Дело?! Конечно, дело, к которому он и относится аккуратно, добросовестно и даже с любовью. А если это гадкое, скверное дело съест в нем со временем все то лучшее, чем наделила его природа, то уж это не его вина.
Опустела улица. Тихо, неподвижно. И я вспомнил невольно оживление в этот вечер в малороссийских деревнях: на улицах толпы паробков и дивчат, песни, колядки.
Степенный хозяин налаживал возок, разбирал вожжи, аккуратнее закрутил концы их за выступ облучка, распоряжался двумя сыновьями, выносившими сбрую и, кончив все, еще раз оправив вожжи и потрогав для чего-то оглобли, подошел, почесываясь, ко мне.
– Овсеца лошадкам засыпал… побегут лучше… В избу бы, покамест что… самоварчик…
– Самовар готовый?
– Самовар – дело минутное.
Я тяжело выбрался из возка и с наслаждением вытянулся, разминая окоченевшие от двухсуточной езды члены.
Отвратительное ощущение от такой езды – точно какая-то ледяная кора нарастает, и вы все глубже и глубже уходите куда-то внутрь этой коры. Точно и не вы уж, а кто-то другой и сидит и смотрит остановившимися глазами. Временами не то сон, не то дрема вдруг спустится, захватит вас и сразу оторвет и мысль и сознание, и опять выпустит. И сидишь, прижатый, и смотришь в эту бледную, мутно-молочную ночь. Льются и звенят колокольчики, разливаются и дрожат в мерзлом воздухе и уж, кажется, несутся из этой прозрачной, там глубже, розовой мути. И в этом розовом блеске чудится целый город, многоэтажные дома с рядами теплых окон. И вдруг мелькнет в них огонек и потянет к себе… Смотришь: нет, это не город, – это волны холодного тумана и не огонь в окне: это звездочка сверкнула с недосягаемой выси небес на белую, в саване, даль. И еще скучнее, еще неуютнее станет: лежишь, как мертвец, парализованный и только в каком-то отвлечении сознаешь, что живешь.
Зато хорошо в теплой, светлой избе. Ласковые приветливые лица.

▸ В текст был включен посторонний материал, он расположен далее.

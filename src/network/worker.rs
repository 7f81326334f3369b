use tokio::sync::mpsc;

use crate::common::{ApiCommand, ApiEvent};

use super::client::ApiClient;

/// Background side of the app: turns UI commands into HTTP calls and
/// reports each outcome back as an event.
pub struct ApiWorker {
    client: ApiClient,
    event_sender: mpsc::Sender<ApiEvent>,
    command_receiver: mpsc::Receiver<ApiCommand>,
}

impl ApiWorker {
    pub fn new(
        client: ApiClient,
        event_sender: mpsc::Sender<ApiEvent>,
        command_receiver: mpsc::Receiver<ApiCommand>,
    ) -> Self {
        Self {
            client,
            event_sender,
            command_receiver,
        }
    }

    /// Runs until the UI drops its command sender. Each command gets its own
    /// task, so responses can arrive in any order.
    pub async fn run(mut self) {
        log::info!("API worker started");

        while let Some(command) = self.command_receiver.recv().await {
            log::debug!("Dispatching {} ({})", command.kind(), command.request_id());

            let client = self.client.clone();
            let event_sender = self.event_sender.clone();
            tokio::spawn(async move {
                let event = execute(&client, command).await;
                if let Err(err) = event_sender.send(event).await {
                    log::warn!("Failed to deliver API event to UI: {err}");
                }
            });
        }

        log::info!("Command channel closed; API worker stopping");
    }
}

/// Perform one command against the API.
pub async fn execute(client: &ApiClient, command: ApiCommand) -> ApiEvent {
    match command {
        ApiCommand::Login {
            request,
            username,
            password,
        } => ApiEvent::LoggedIn {
            request,
            result: client.login(&username, &password).await,
        },
        ApiCommand::LoadUsers { request } => ApiEvent::UsersLoaded {
            request,
            result: client.get_users().await,
        },
        ApiCommand::LoadChats { request, user_id } => ApiEvent::ChatsLoaded {
            request,
            result: client.get_chats(&user_id).await,
        },
        ApiCommand::LoadMessages {
            request,
            user_id,
            contact_id,
        } => {
            let result = client.get_messages(&user_id, &contact_id).await;
            ApiEvent::MessagesLoaded {
                request,
                contact_id,
                result,
            }
        }
        ApiCommand::SendMessage {
            request,
            sender_id,
            receiver_id,
            text,
        } => ApiEvent::MessageSent {
            request,
            result: client.send_message(&sender_id, &receiver_id, &text).await,
        },
    }
}
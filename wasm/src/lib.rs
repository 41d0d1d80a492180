//! WebAssembly module for the DataViz Platform dashboard
//!
//! Turns the JSON bodies returned by the backend into chart-ready JSON:
//! - Repository rankings, comparison and language distribution
//! - Forecast temperature series and condition distribution
//! - Weather card and profile header summaries
//!
//! A `null` or blank repository list or forecast body charts as empty.

use serde::{de::DeserializeOwned, Serialize};
use wasm_bindgen::prelude::*;

// Re-export shared types for use in JavaScript
pub use shared::models::*;
pub use shared::types::*;

/// Initialize the WASM module
#[wasm_bindgen(start)]
pub fn init() {
    // Set up panic hook for better error messages in browser console
    #[cfg(feature = "console_error_panic_hook")]
    console_error_panic_hook::set_once();
}

/// Build every chart on the repository page from a `/api/github/repos` body
#[wasm_bindgen]
pub fn repository_charts(repos_json: &str) -> Result<String, JsValue> {
    build_repository_charts(repos_json).map_err(to_js_error)
}

/// Build the forecast charts from a `/api/weather/forecast` body
#[wasm_bindgen]
pub fn forecast_charts(forecast_json: &str) -> Result<String, JsValue> {
    build_forecast_charts(forecast_json).map_err(to_js_error)
}

/// Summarize a `/api/weather` body for the current weather card
#[wasm_bindgen]
pub fn weather_summary(weather_json: &str) -> Result<String, JsValue> {
    build_weather_summary(weather_json).map_err(to_js_error)
}

/// Summarize a profile together with its repositories
#[wasm_bindgen]
pub fn profile_summary(profile_json: &str, repos_json: &str) -> Result<String, JsValue> {
    build_profile_summary(profile_json, repos_json).map_err(to_js_error)
}

#[wasm_bindgen]
pub fn truncate_label(label: &str, max_len: usize) -> String {
    shared::truncate_label(label, max_len)
}

/// Repository size in whole megabytes
#[wasm_bindgen]
pub fn kb_to_mb(kilobytes: f64) -> f64 {
    if !kilobytes.is_finite() || kilobytes <= 0.0 {
        return 0.0;
    }
    shared::kb_to_mb(kilobytes.round() as u64) as f64
}

/// Visibility in kilometers with one decimal
#[wasm_bindgen]
pub fn visibility_km(meters: f64) -> String {
    shared::meters_to_km(meters)
}

/// Forecast sample time as `hh:mm AM/PM` in the city's local time
#[wasm_bindgen]
pub fn format_forecast_time(epoch_seconds: f64, utc_offset_seconds: i32) -> String {
    shared::format_hour_minute(epoch_seconds as i64, utc_offset_seconds)
}

fn build_repository_charts(repos_json: &str) -> Result<String, String> {
    let repos: Vec<Repository> = parse_or_default(repos_json, "repositories")?;
    to_json(&shared::repository_charts(&repos, &ChartConfig::default()))
}

fn build_forecast_charts(forecast_json: &str) -> Result<String, String> {
    let forecast: ForecastResponse = parse_or_default(forecast_json, "forecast")?;
    to_json(&shared::forecast_charts(&forecast, &ChartConfig::default()))
}

fn build_weather_summary(weather_json: &str) -> Result<String, String> {
    let snapshot: WeatherSnapshot = parse(weather_json, "weather")?;
    to_json(&shared::weather_summary(&snapshot))
}

fn build_profile_summary(profile_json: &str, repos_json: &str) -> Result<String, String> {
    let profile: UserProfile = parse(profile_json, "profile")?;
    let repos: Vec<Repository> = parse_or_default(repos_json, "repositories")?;
    to_json(&shared::profile_summary(&profile, &repos))
}

fn parse<T: DeserializeOwned>(json: &str, what: &str) -> Result<T, String> {
    serde_json::from_str(json).map_err(|e| format!("Invalid {} JSON: {}", what, e))
}

/// Missing collections chart as empty rather than failing
fn parse_or_default<T: DeserializeOwned + Default>(json: &str, what: &str) -> Result<T, String> {
    let trimmed = json.trim();
    if trimmed.is_empty() || trimmed == "null" {
        return Ok(T::default());
    }
    parse(trimmed, what)
}

fn to_json<T: Serialize>(value: &T) -> Result<String, String> {
    serde_json::to_string(value).map_err(|e| format!("Failed to encode chart data: {}", e))
}

fn to_js_error(message: String) -> JsValue {
    #[cfg(target_arch = "wasm32")]
    web_sys::console::warn_1(&JsValue::from_str(&message));
    JsValue::from_str(&message)
}
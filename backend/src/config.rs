//! Configuration management for the DataViz Platform
//!
//! Supports hierarchical configuration loading:
//! 1. Default values in code
//! 2. Configuration files (development.toml, production.toml)
//! 3. Environment variable overrides with DATAVIZ_ prefix
//!
//! Provider credentials have no default and must come from a file or the
//! environment (`DATAVIZ_WEATHER__API_KEY`).

use std::fmt;
use std::path::PathBuf;

use config::{ConfigError, Environment, File};
use serde::Deserialize;

use crate::error::{AppError, AppResult};

/// Main application configuration
#[derive(Debug, Deserialize, Clone)]
pub struct Config {
    /// Current environment (development, production)
    pub environment: String,

    /// Server configuration
    pub server: ServerConfig,

    /// Outbound HTTP client configuration
    pub client: ClientConfig,

    /// Weather provider configuration
    pub weather: WeatherConfig,

    /// GitHub provider configuration
    pub github: GitHubConfig,
}

#[derive(Debug, Deserialize, Clone)]
pub struct ServerConfig {
    /// Server port
    pub port: u16,

    /// Server host
    pub host: String,

    /// Directory with the dashboard and tutorial pages, served for any
    /// path the API does not handle
    #[serde(default)]
    pub static_dir: Option<PathBuf>,
}

#[derive(Debug, Deserialize, Clone)]
pub struct ClientConfig {
    /// User-Agent sent with every upstream request
    pub user_agent: String,
}

#[derive(Deserialize, Clone)]
pub struct WeatherConfig {
    /// OpenWeatherMap API base URL
    pub base_url: String,

    /// OpenWeatherMap API key
    pub api_key: String,

    /// Unit system requested from the provider
    pub units: String,
}

// Keeps the key out of startup logs and panics.
impl fmt::Debug for WeatherConfig {
    fn fmt(&self, f: &mut fmt::Formatter<'_>) -> fmt::Result {
        f.debug_struct("WeatherConfig")
            .field("base_url", &self.base_url)
            .field("api_key", &"***")
            .field("units", &self.units)
            .finish()
    }
}

#[derive(Debug, Deserialize, Clone)]
pub struct GitHubConfig {
    /// GitHub REST API base URL
    pub base_url: String,

    /// Repositories requested per listing (GitHub caps this at 100)
    pub per_page: u32,
}

impl Config {
    /// Load configuration from files and environment variables
    pub fn load() -> Result<Self, ConfigError> {
        let environment =
            std::env::var("DATAVIZ_ENVIRONMENT").unwrap_or_else(|_| "development".into());

        let config = config::Config::builder()
            // Start with default values
            .set_default("environment", environment.clone())?
            .set_default("server.port", 3000)?
            .set_default("server.host", "0.0.0.0")?
            .set_default("client.user_agent", "DataViz-Platform/1.0")?
            .set_default("weather.base_url", "https://api.openweathermap.org/data/2.5")?
            .set_default("weather.units", "metric")?
            .set_default("github.base_url", "https://api.github.com")?
            .set_default("github.per_page", 30)?
            // Load environment-specific config file
            .add_source(File::with_name(&format!("config/{}", environment)).required(false))
            // Override with environment variables (DATAVIZ_ prefix)
            .add_source(
                Environment::with_prefix("DATAVIZ")
                    .prefix_separator("_")
                    .separator("__")
                    .try_parsing(true),
            )
            .build()?;

        config.try_deserialize()
    }

    /// Reject settings the endpoints cannot work with
    pub fn validate(&self) -> AppResult<()> {
        if self.weather.api_key.trim().is_empty() {
            return Err(AppError::Configuration(
                "weather.api_key must be set (DATAVIZ_WEATHER__API_KEY)".to_string(),
            ));
        }
        if self.client.user_agent.trim().is_empty() {
            return Err(AppError::Configuration(
                "client.user_agent must not be empty".to_string(),
            ));
        }
        if self.github.per_page == 0 || self.github.per_page > 100 {
            return Err(AppError::Configuration(format!(
                "github.per_page must be between 1 and 100, got {}",
                self.github.per_page
            )));
        }
        if let Some(dir) = &self.server.static_dir {
            if !dir.is_dir() {
                return Err(AppError::Configuration(format!(
                    "server.static_dir {} is not a directory",
                    dir.display()
                )));
            }
        }
        Ok(())
    }
}

impl Default for ServerConfig {
    fn default() -> Self {
        Self {
            port: 3000,
            host: "0.0.0.0".to_string(),
            static_dir: None,
        }
    }
}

Хозяйка старуха стоит и снисходительно смотрит, поджав плотно руки, как меня раздевают. Другая баба, молодуха, – у перегородки, с печки глядит третья с бледным, испитым лицом, а за ней куча ребятишек выглядывает.
Это не радушие хохлов, – сдержанность проглядывает в каждом движении; но приветливость чувствуется.
В избе идет какой-то разговор. Чувствуется во всех какое-то особое удовлетворение и особенно в хозяйке. Она то разведет руками, то плотно-плотно прижмет их и задумается, и опять, точно вспомнив что-то, как-то удовлетворенно оживится, разведет руками и заговорит.
Я все вспоминаю Малороссию, колядки, оживление, и еще бледнее вырисовывается этот великий вечер в этой прозаичной избе. И опять я слушаю. Все тот же неинтересный, будничный разговор и все то же удовлетворение и интерес и в говорящем и в слушающих. Все смотрят, слушают; дети подперлись и свесили свои головки с печки, и у всех глаза так оживленно, так мягко смотрят на говорящего. Точно говорится не о том, что я слышу, а о чем-то другом, чего я не знаю. А они знают и понимают. Я один не знаю, и они знают, что я не знаю, и от этого их лица светлеют так, точно, кроме этой лампы, еще льет откуда-то свет, мягкий, ровный, спокойный. Точно что-то скрытое, неуловимое разливается, охватывает всех и сливается в одно целое.